◆ Task directions ◆
Report, as a number alone, how many lines below contain the string "backend".

◆ Record set ◆
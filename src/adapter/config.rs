//! # Adapter Configuration

use std::collections::BTreeMap;
use std::sync::Arc;

use serde_json::Value;

use super::naming::NamingConvention;

/// Identity and settings of one storage backend instance.
///
/// `options` is frozen at construction; clones share the same map.
/// Two configurations are equal when name, options and both naming
/// conventions match by value.
#[derive(Debug, Clone, PartialEq)]
pub struct AdapterConfig {
    name: String,
    options: Arc<BTreeMap<String, Value>>,
    resource_naming: NamingConvention,
    field_naming: NamingConvention,
}

impl AdapterConfig {
    /// Create a config with the default naming conventions
    pub fn new(name: impl Into<String>, options: BTreeMap<String, Value>) -> Self {
        Self {
            name: name.into(),
            options: Arc::new(options),
            resource_naming: NamingConvention::RESOURCE_DEFAULT,
            field_naming: NamingConvention::FIELD_DEFAULT,
        }
    }

    /// In-memory backend named `name`, no options
    pub fn memory(name: impl Into<String>) -> Self {
        Self::new(name, BTreeMap::new())
    }

    pub fn with_resource_naming(mut self, convention: NamingConvention) -> Self {
        self.resource_naming = convention;
        self
    }

    pub fn with_field_naming(mut self, convention: NamingConvention) -> Self {
        self.field_naming = convention;
        self
    }

    pub fn name(&self) -> &str {
        &self.name
    }

    pub fn options(&self) -> &BTreeMap<String, Value> {
        &self.options
    }

    pub fn resource_naming(&self) -> NamingConvention {
        self.resource_naming
    }

    pub fn field_naming(&self) -> NamingConvention {
        self.field_naming
    }
}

◆ Your solution ◆
2